The Sower, the soil and a God of scandalous generosity

By Michael Mitchell on December 4, 2023

small plants growing in the dirt

Do you remember the story Jesus told about the farmer who scattered some seeds?

I’m paraphrasing a bit here, but it went something like this:

One day, a farmer went out to scatter some seeds. As he did, the seed fell on all types of terrain – hardened paths where birds swiftly snatched it up, rocky ground where it sprang up only to wither under the hot sun, and thorny patches where it was choked out and couldn’t mature. And then some seed fell on fertile soil and produced a bountiful harvest.

Whenever I hear this parable, I immediately start to analyze the terrain of my own heart.

“What kind of ground am I? How do I make my soil less hard? Less rocky? Less thorny? How do I fix what’s wrong with me?” 

A different take

I sometimes wonder if I’m too quick to make this parable about me.

In my preoccupation with trying to analyze my own soil, what if I’ve missed an entirely different lesson this parable might have about the character of the one scattering the seeds?

What if it’s not about us or the condition of our hearts at all?

What if this is a parable about the scandalous generosity of the Sower?

The scandalous, wasteful generosity of the Sower

Imagine the parable again, but instead of focusing on the soil this time, focus on the face of the one scattering seeds.

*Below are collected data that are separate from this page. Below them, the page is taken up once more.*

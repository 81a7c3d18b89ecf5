//! Validation utilities.

use crate::{FieldError, RbacError};
use validator::{Validate, ValidationErrors};

/// Extension trait for validation.
pub trait ValidateExt: Validate {
    /// Validates the struct and returns an `RbacError` on failure.
    fn validate_input(&self) -> Result<(), RbacError> {
        self.validate().map_err(validation_errors_to_rbac_error)
    }
}

impl<T: Validate> ValidateExt for T {}

/// Flattens `validator::ValidationErrors` into field errors.
#[must_use]
pub fn field_errors(errors: &ValidationErrors) -> Vec<FieldError> {
    errors
        .field_errors()
        .iter()
        .flat_map(|(field, errors)| {
            errors.iter().map(move |error| FieldError {
                field: (*field).to_string(),
                message: error
                    .message
                    .as_ref()
                    .map_or_else(|| error.code.to_string(), |m| m.to_string()),
                code: error.code.to_string(),
            })
        })
        .collect()
}

/// Converts `validator::ValidationErrors` to `RbacError`.
#[must_use]
pub fn validation_errors_to_rbac_error(errors: ValidationErrors) -> RbacError {
    let message = field_errors(&errors)
        .iter()
        .map(|e| format!("{}: {}", e.field, e.message))
        .collect::<Vec<_>>()
        .join("; ");

    RbacError::Validation(message)
}

/// Naming rules imposed by the cloud provider's resource model.
pub mod rules {
    use validator::ValidationError;

    /// Maximum length of a cache user id.
    pub const MAX_CACHE_USER_ID_LEN: usize = 40;
    /// Maximum length of an IAM role name.
    pub const MAX_ROLE_NAME_LEN: usize = 64;
    /// Maximum length of a key alias (without the `alias/` prefix).
    pub const MAX_KEY_ALIAS_LEN: usize = 250;

    /// Validates that a string is not blank (not empty after trimming).
    pub fn not_blank(value: &str) -> Result<(), ValidationError> {
        if value.trim().is_empty() {
            return Err(ValidationError::new("not_blank"));
        }
        Ok(())
    }

    /// Validates a cache user id or user group id.
    ///
    /// Must start with a letter, contain only lowercase letters, digits and
    /// hyphens, and must not end with a hyphen or contain two consecutive
    /// hyphens.
    pub fn valid_cache_user_id(id: &str) -> Result<(), ValidationError> {
        if id.is_empty() {
            return Err(ValidationError::new("cache_user_id_empty"));
        }
        if id.len() > MAX_CACHE_USER_ID_LEN {
            return Err(ValidationError::new("cache_user_id_too_long"));
        }
        if !id.chars().next().is_some_and(|c| c.is_ascii_lowercase()) {
            return Err(ValidationError::new("cache_user_id_must_start_with_letter"));
        }
        if !id
            .chars()
            .all(|c| c.is_ascii_lowercase() || c.is_ascii_digit() || c == '-')
        {
            return Err(ValidationError::new("cache_user_id_invalid_characters"));
        }
        if id.ends_with('-') || id.contains("--") {
            return Err(ValidationError::new("cache_user_id_invalid_hyphens"));
        }
        Ok(())
    }

    /// Validates a cache user name (the name presented during AUTH).
    pub fn valid_cache_user_name(name: &str) -> Result<(), ValidationError> {
        if name.is_empty() {
            return Err(ValidationError::new("cache_user_name_empty"));
        }
        if name.chars().any(|c| c.is_whitespace() || c.is_control()) {
            return Err(ValidationError::new("cache_user_name_invalid_characters"));
        }
        Ok(())
    }

    /// Validates an IAM role name.
    pub fn valid_role_name(name: &str) -> Result<(), ValidationError> {
        if name.is_empty() {
            return Err(ValidationError::new("role_name_empty"));
        }
        if name.len() > MAX_ROLE_NAME_LEN {
            return Err(ValidationError::new("role_name_too_long"));
        }
        if !name
            .chars()
            .all(|c| c.is_ascii_alphanumeric() || "+=,.@_-".contains(c))
        {
            return Err(ValidationError::new("role_name_invalid_characters"));
        }
        Ok(())
    }

    /// Validates a key alias (the part after `alias/`).
    pub fn valid_key_alias(alias: &str) -> Result<(), ValidationError> {
        if alias.is_empty() {
            return Err(ValidationError::new("key_alias_empty"));
        }
        if alias.len() > MAX_KEY_ALIAS_LEN {
            return Err(ValidationError::new("key_alias_too_long"));
        }
        if alias.starts_with("aws/") {
            return Err(ValidationError::new("key_alias_reserved_prefix"));
        }
        if !alias
            .chars()
            .all(|c| c.is_ascii_alphanumeric() || "/_-".contains(c))
        {
            return Err(ValidationError::new("key_alias_invalid_characters"));
        }
        Ok(())
    }
}

#[cfg(test)]
mod tests {
    use super::rules::*;

    #[test]
    fn test_not_blank() {
        assert!(not_blank("hello").is_ok());
        assert!(not_blank("   ").is_err());
        assert!(not_blank("").is_err());
    }

    #[test]
    fn test_valid_cache_user_id() {
        assert!(valid_cache_user_id("producer").is_ok());
        assert!(valid_cache_user_id("groupdefaultuser").is_ok());
        assert!(valid_cache_user_id("mock-app-user-group").is_ok());
        assert!(valid_cache_user_id("").is_err());
        assert!(valid_cache_user_id("Producer").is_err()); // uppercase
        assert!(valid_cache_user_id("1producer").is_err()); // starts with digit
        assert!(valid_cache_user_id("pro--ducer").is_err());
        assert!(valid_cache_user_id("producer-").is_err());
        assert!(valid_cache_user_id(&"a".repeat(41)).is_err());
    }

    #[test]
    fn test_valid_cache_user_name() {
        assert!(valid_cache_user_name("default").is_ok());
        assert!(valid_cache_user_name("").is_err());
        assert!(valid_cache_user_name("two words").is_err());
    }

    #[test]
    fn test_valid_role_name() {
        assert!(valid_role_name("producerRole").is_ok());
        assert!(valid_role_name("svc+role=a,b.c@d_e-f").is_ok());
        assert!(valid_role_name("bad/role").is_err());
        assert!(valid_role_name(&"r".repeat(65)).is_err());
    }

    #[test]
    fn test_valid_key_alias() {
        assert!(valid_key_alias("redisRbacUser/producer").is_ok());
        assert!(valid_key_alias("aws/secretsmanager").is_err());
        assert!(valid_key_alias("bad alias").is_err());
        assert!(valid_key_alias("").is_err());
    }
}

Notice his smile as he strolls across the countryside, in and out of towns, along the streets and sidewalks, through parks and meadows, playgrounds where children play, and dark alleys where shadows loom, tossing handfuls of seed without concern for the condition of the soil or the likelihood of harvest. 

Watch as he flings fistfuls of seed with joyful abandon toward hardened paths, rocky ground, and thorny patches alike, with zero concern for efficiency or waste.  

Notice how the seeds fly everywhere.

There’s no way to control where that much seed falls. 

It spills over, slips through his fingers, and blankets the ground, scattering in all directions.

That might even be the point.

What if this is not a parable about terrain at all?

What if it’s a parable about the heart of an extravagant (some might even say, wasteful) Sower, whose generosity exceeds limit and logic?

God’s lavish blessing for all

The Sower keeps sowing because he knows that if he sows enough seed, some will eventually land in the right spot and flourish.

This a story about a God who squanders the treasures of heaven in wasteful generosity upon all creation without distinction because he has more than enough to go around.

It reveals a God whose love overflows in absurd, lavish blessing – casting broadly that all might receive, refusing to discriminate because who knows what hardened human ground might not also one day yield a crop one hundred, sixty, or thirty times what was sown under the sunshine of his love.

And what might this radical vision of a God who scatters blessings without restraint have to teach us about generosity?

Challenging assumptions about scarcity

First, it challenges our assumptions of scarcity.

While we tend to operate as though goodness is finite, hoarding what we have accumulated, the Sower acts from a place of true abundance, tossing seed to the wind with the confidence that there really is more than enough to go around. 

We tend to be calculated and cautious with our charity, but Jesus was scandalous and extravagant in the way he poured himself out entirely in complete self-giving love.

Indiscriminate generosity

The Sower also models indiscriminate generosity, not basing the worthiness of the soil on appearance or presumed potential. 

We are quick to judge, often extending generosity only to those who seem deserving. We easily fall into the trap of only casting our generosity on soil we deem to be good.

But the Sower shows no partiality, even wasting precious seeds on terrain that seems inhospitable. 

While there is certainly a place for prudence, stewardship, and discretion in how we allocate finite resources, the Sower calls us to a higher generosity – one marked by joyful abandon to blessing even the most unlikely recipients. 

Generosity motivated by joy

And finally, the Sower reflects a generosity motivated more by joy than duty or results. 

The Sower is not concerned with returns. He freely “wastes” seed, content that what needs to flourish ultimately will. 

There is no careful strategy or cost-benefit analysis governing his radical sharing. 

The Sower simply delights in the act of giving itself. The scattering of seeds brings its own reward.

Walking in the footsteps of the extravagant Sower

What if we, too, walked with hands overflowing in eager generosity, reflecting God’s delighted heart to give everything away? 

What if we scattered seeds of hope and redemption freely across all terrain, refusing prejudice about what was “worthy soil,” trusting that, with God, all ground could prove fertile in due time? 

There is an abundance that only the eyes of faith can see.

And it starts by walking in the joyful footsteps of the wasteful Sower, generously flinging mercy and blessing in holy abandon upon a world in desperate need of both. 

Our call is not to evaluate soils. 

Our call is to follow in the footsteps of the one who scatters freely so that all might share in the riches and joy of God’s abundance.

– Michael Mitchell is the Director of Development & Discipleship at CAFO.